Published: 31st July 2020
NEP 2020: Will gap year, semester flexibility actually make a difference to the Indian student?
Higher education Institutes will also have the flexibility to offer different designs of Masters programmes. Students will be able to choose combination of subjects even if they are unrelated
'College dropout' sounds awkward, doesn't it? Well, the Education Ministry of the Modi Government has changed how we looked at a college education. You can now leave college in any given year and will be awarded a certificate, diploma or degree depending on which year you leave.
An undergraduate degree will be of either three or four-year duration, with multiple exit options within this period, with appropriate certifications, said the ministry, as it announced the NEP. "The four-year programme may also lead to a degree 'with research'. A student can obtain a diploma after completing one year or an advanced diploma in a discipline or field (including vocational and professional areas) after completing two years of study or obtain a Bachelors degree after a three-year programme," read the NEP 2020 document. "The four-year Bachelor's programme with multi-disciplinary education, however, shall be the preferred option since it allows the opportunity to experience the full range of holistic and multi-disciplinary education with a focus on the chosen major and minors as per the choice of the student. For this purpose, there shall be an Academic Bank of Credit (ABC) which could digitally store the academic credits earned from various recognised HEIs so that the degrees from an HEI can be awarded taking into account credits earned," it added.
Adding academic credit points for each step would be a good incentive, said Deewanshi, a second-year student of Delhi University. "I think this is a great thing because with every step you will have academic credit points which can be used later and thus even as a drop out no amount of effort will go waste. Every step will be important and taken into consideration," she added.
On face value, 'multiple-exit options' seem to be a welcome innovation, said Suchintan Das, from St Stephen's College, but there are concerns that need attention. "However, it is not new. There was an option for completing a bachelor's degree without honours after the second year in the pre-CBCS annual system as well. What concerns me is the possibility of using 'multiple-exit option' as a euphemism for justifying drop-outs, especially for students from marginal communities and underprivileged backgrounds. Unless this is underwritten by a commitment of public funding (grants and not loans), this might just be used to prop up comforting statistics while hiding the ugly picture of college-dropouts in India," he said.
Dakrushi Sahu, a student of Labour studies in JNU said that this step might as well put students coming from marginalised backgrounds in a dilemma. "What and how qualitative skills a certificate holder or a diploma holder will possess that will make him/her employable is the question now. It will be a dilemma for students coming from the lower strata of society. It's also not clear what kinds of jobs will be available for them in the era of highly increased competition in the job market," he said. and added, "This system will increase the gender bais in a conservative society like India. Girls will be forced to go for a shorter duration of the course."

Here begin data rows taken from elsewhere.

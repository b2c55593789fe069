//! Highlighted text view
//!
//! Produces displaCy-style markup: every entity becomes a coloured `<mark>`
//! with its label in a trailing `<span>`. All text is HTML-escaped and line
//! breaks are kept as `<br>`.

use std::fmt::Write;

use entilens_core::EntityOccurrence;

/// Download name of the standalone document
pub const HIGHLIGHT_FILE_NAME: &str = "highlighted_entities.html";

const WRAPPER_STYLE: &str = "line-height: 2.5; direction: ltr";
const MARK_STYLE: &str =
    "padding: 0.45em 0.6em; margin: 0 0.25em; line-height: 1; border-radius: 0.35em;";
const LABEL_STYLE: &str = "font-size: 0.8em; font-weight: bold; line-height: 1; border-radius: 0.35em; vertical-align: middle; margin-left: 0.5rem";

/// Escape text for HTML and turn newlines into `<br>`
fn push_text(out: &mut String, text: &str) {
    for c in text.chars() {
        match c {
            '&' => out.push_str("&amp;"),
            '<' => out.push_str("&lt;"),
            '>' => out.push_str("&gt;"),
            '"' => out.push_str("&quot;"),
            '\'' => out.push_str("&#x27;"),
            '\n' => out.push_str("<br>"),
            '\r' => {}
            c => out.push(c),
        }
    }
}

/// Entities in start order with overlapping and out-of-range spans removed
fn visible_entities<'a>(entities: &'a [EntityOccurrence], char_count: usize) -> Vec<&'a EntityOccurrence> {
    let mut sorted: Vec<&EntityOccurrence> = entities.iter().collect();
    sorted.sort_by_key(|e| e.start);

    let mut visible: Vec<&EntityOccurrence> = Vec::with_capacity(sorted.len());
    let mut cursor = 0;
    for entity in sorted {
        if entity.start >= entity.end || entity.end > char_count {
            tracing::debug!(start = entity.start, end = entity.end, "Skipping entity outside the text");
            continue;
        }
        if entity.start < cursor {
            continue;
        }
        cursor = entity.end;
        visible.push(entity);
    }
    visible
}

/// Render the highlighted text as an HTML fragment
pub fn render_fragment(text: &str, entities: &[EntityOccurrence]) -> String {
    // Byte offset of every character, plus the end of the text
    let offsets: Vec<usize> = text
        .char_indices()
        .map(|(byte, _)| byte)
        .chain(std::iter::once(text.len()))
        .collect();
    let char_count = offsets.len() - 1;

    let mut out = String::with_capacity(text.len() * 2);
    let _ = write!(out, "<div class=\"entities\" style=\"{WRAPPER_STYLE}\">");

    let mut cursor = 0;
    for entity in visible_entities(entities, char_count) {
        push_text(&mut out, &text[offsets[cursor]..offsets[entity.start]]);

        let _ = write!(
            out,
            "<mark class=\"entity\" style=\"background: {}; {MARK_STYLE}\">",
            entity.label.color()
        );
        push_text(&mut out, &text[offsets[entity.start]..offsets[entity.end]]);
        let _ = write!(
            out,
            "<span class=\"entity-label\" style=\"{LABEL_STYLE}\">{}</span></mark>",
            entity.label
        );

        cursor = entity.end;
    }
    push_text(&mut out, &text[offsets[cursor]..]);

    out.push_str("</div>");
    out
}

/// Render a standalone HTML document for download
pub fn render_document(text: &str, entities: &[EntityOccurrence]) -> String {
    format!(
        "<!DOCTYPE html>\n<html lang=\"en\">\n<head>\n<meta charset=\"utf-8\">\n<title>Highlighted entities</title>\n</head>\n<body style=\"font-family: -apple-system, BlinkMacSystemFont, 'Segoe UI', Helvetica, Arial, sans-serif; padding: 1.5rem;\">\n{}\n</body>\n</html>\n",
        render_fragment(text, entities)
    )
}

#[cfg(test)]
mod tests {
    use super::*;
    use entilens_core::EntityLabel;

    fn marks(html: &str) -> usize {
        html.matches("<mark class=\"entity\"").count()
    }

    #[test]
    fn test_fragment_wraps_entities() {
        let text = "Obama visited Berlin.";
        let html = render_fragment(
            text,
            &[
                EntityOccurrence::new("Obama", 0, 5, EntityLabel::Person),
                EntityOccurrence::new("Berlin", 14, 20, EntityLabel::Gpe),
            ],
        );

        assert!(html.starts_with("<div class=\"entities\""));
        assert!(html.ends_with(".</div>"));
        assert_eq!(marks(&html), 2);
        assert!(html.contains(EntityLabel::Person.color()));
        assert!(html.contains(">Obama<span class=\"entity-label\""));
        assert!(html.contains(">PERSON</span></mark> visited <mark"));
        assert!(html.contains(">GPE</span></mark>.</div>"));
    }

    #[test]
    fn test_escapes_text_and_keeps_line_breaks() {
        let text = "<b>AT&T</b>\nin Texas";
        let html = render_fragment(
            text,
            &[
                EntityOccurrence::new("AT&T", 3, 7, EntityLabel::Org),
                EntityOccurrence::new("Texas", 15, 20, EntityLabel::Gpe),
            ],
        );

        assert!(html.contains("&lt;b&gt;<mark"));
        assert!(html.contains(">AT&amp;T<span"));
        assert!(html.contains("&lt;/b&gt;<br>in <mark"));
        assert!(!html.contains("<b>"));
    }

    #[test]
    fn test_overlapping_spans_keep_the_first() {
        let text = "New York City";
        let html = render_fragment(
            text,
            &[
                EntityOccurrence::new("York City", 4, 13, EntityLabel::Gpe),
                EntityOccurrence::new("New York", 0, 8, EntityLabel::Gpe),
            ],
        );

        assert_eq!(marks(&html), 1);
        assert!(html.contains(">New York<span"));
        assert!(html.contains("</mark> City</div>"));
    }

    #[test]
    fn test_multibyte_offsets() {
        let text = "Café in Zürich";
        let html = render_fragment(
            text,
            &[EntityOccurrence::new("Zürich", 8, 14, EntityLabel::Gpe)],
        );
        assert!(html.contains(">Café in <mark"));
        assert!(html.contains(">Zürich<span"));
    }

    #[test]
    fn test_out_of_range_entities_are_ignored() {
        let html = render_fragment(
            "short",
            &[EntityOccurrence::new("ghost", 3, 40, EntityLabel::Org)],
        );
        assert_eq!(marks(&html), 0);
        assert!(html.contains(">short</div>"));
    }

    #[test]
    fn test_document_is_standalone() {
        let html = render_document("Paris", &[EntityOccurrence::new("Paris", 0, 5, EntityLabel::Gpe)]);
        assert!(html.starts_with("<!DOCTYPE html>"));
        assert!(html.contains("<meta charset=\"utf-8\">"));
        assert_eq!(marks(&html), 1);
        assert_eq!(HIGHLIGHT_FILE_NAME, "highlighted_entities.html");
    }
}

Pallavi Raj, a student from DU agreed with Dakrushi and added, "There are chances that the gender balance in the overall educational set up be altered disfavouring female students, as the parents who are already unwilling to send their female child to pursue higher education outside their residential state, would be satisfied by the so-called "one-year certification programme" bringing the female student back at home leading to discontinuation for further education of the females. Also, what purpose will a certificate of one year of diploma serve a student, he/she would not be able to be qualified even as a clerk. There is no substantive use of a one-year diploma course in subjects like that if liberal arts (political science, history, geography) unless the student has studied it for at least three or four years," she added.
Higher education institutes will also have the flexibility to offer different designs of Masters programmes — there may be a two-year programme with the second year devoted entirely to research for those who have completed the three-year Bachelors' programme; for students completing a four-year Bachelors programme with Research there could be a one-year Masters programme and there may be an integrated five-year Bachelor’s/Masters programme. "Undertaking a PhD shall require either a Master’s degree or a 4-year Bachelor’s degree with Research. The MPhil programme shall be discontinued," said the NEP 2020.